--- START ---

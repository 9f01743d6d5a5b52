// Copyright 2026 the Stipple Authors
// SPDX-License-Identifier: Apache-2.0 OR MIT

//! Monotonic tone curves deriving the enhancement buffer from the originals.
//!
//! Both curves operate per channel and preserve value ordering, so contrast
//! boosting never reorders intensities — it only spreads them. They read the
//! original buffer and produce a fresh enhancement buffer; nothing here
//! touches edited colors.

use alloc::vec::Vec;

use kurbo::common::FloatFuncs as _;

use crate::Rgb8;

/// Guard against division by zero on flat channels.
const STRETCH_EPS: f64 = 1e-5;

/// Lower percentile for [`auto_contrast`].
const AUTO_P_LOW: f64 = 2.0;
/// Upper percentile for [`auto_contrast`].
const AUTO_P_HIGH: f64 = 98.0;

/// Gamma correction with per-channel min/max stretch.
///
/// Each channel is normalized to `[0, 1]`, stretched to its observed
/// min/max range, then raised to `gamma`. Gamma 1 with a full-range channel
/// is the identity.
pub fn gamma_curve(original: &[Rgb8], gamma: f64) -> Vec<Rgb8> {
    if original.is_empty() {
        return Vec::new();
    }
    let (lo, hi) = channel_min_max(original);
    map_channels(original, |ch, v| {
        let stretched = (v - lo[ch]) / (hi[ch] - lo[ch] + STRETCH_EPS);
        stretched.powf(gamma)
    })
}

/// Percentile-based auto-contrast.
///
/// Stretches each channel between its 2nd and 98th percentile and clamps,
/// so a few outlier-bright or outlier-dark points do not flatten the rest
/// of the cloud.
pub fn auto_contrast(original: &[Rgb8]) -> Vec<Rgb8> {
    if original.is_empty() {
        return Vec::new();
    }
    let lo = channel_percentile(original, AUTO_P_LOW);
    let hi = channel_percentile(original, AUTO_P_HIGH);
    map_channels(original, |ch, v| {
        ((v - lo[ch]) / (hi[ch] - lo[ch] + STRETCH_EPS)).clamp(0.0, 1.0)
    })
}

/// Apply a per-channel curve over normalized values.
#[allow(
    clippy::cast_possible_truncation,
    clippy::cast_sign_loss,
    reason = "Curve outputs are clamped to [0, 1]; the rounded result fits u8."
)]
fn map_channels(original: &[Rgb8], f: impl Fn(usize, f64) -> f64) -> Vec<Rgb8> {
    original
        .iter()
        .map(|c| {
            let arr = c.to_array();
            let mut out = [0_u8; 3];
            for ch in 0..3 {
                let v = f64::from(arr[ch]) / 255.0;
                out[ch] = (f(ch, v).clamp(0.0, 1.0) * 255.0).round() as u8;
            }
            Rgb8::from(out)
        })
        .collect()
}

/// Per-channel min and max, normalized to `[0, 1]`.
fn channel_min_max(original: &[Rgb8]) -> ([f64; 3], [f64; 3]) {
    let mut lo = [u8::MAX; 3];
    let mut hi = [u8::MIN; 3];
    for c in original {
        let arr = c.to_array();
        for ch in 0..3 {
            lo[ch] = lo[ch].min(arr[ch]);
            hi[ch] = hi[ch].max(arr[ch]);
        }
    }
    (
        lo.map(|v| f64::from(v) / 255.0),
        hi.map(|v| f64::from(v) / 255.0),
    )
}

/// Per-channel nearest-rank percentile, normalized to `[0, 1]`.
///
/// Computed from 256-bin histograms; no sorting, no float accumulation.
#[allow(
    clippy::cast_possible_truncation,
    clippy::cast_sign_loss,
    reason = "The rank is bounded by the buffer length."
)]
fn channel_percentile(original: &[Rgb8], p: f64) -> [f64; 3] {
    let mut hist = [[0_usize; 256]; 3];
    for c in original {
        let arr = c.to_array();
        for ch in 0..3 {
            hist[ch][usize::from(arr[ch])] += 1;
        }
    }
    let n = original.len();
    let rank = ((p / 100.0) * ((n - 1) as f64)).round() as usize;
    let mut out = [0.0; 3];
    for ch in 0..3 {
        let mut cum = 0_usize;
        for (value, &count) in hist[ch].iter().enumerate() {
            cum += count;
            if cum > rank {
                out[ch] = (value as f64) / 255.0;
                break;
            }
        }
    }
    out
}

--- END ---

→ WORK ITEM
Filter the records for the string "curves" and copy every line that holds it.

→ RESPONSE BELOW
//! Monotonic tone curves deriving the enhancement buffer from the originals.
//! Both curves operate per channel and preserve value ordering, so contrast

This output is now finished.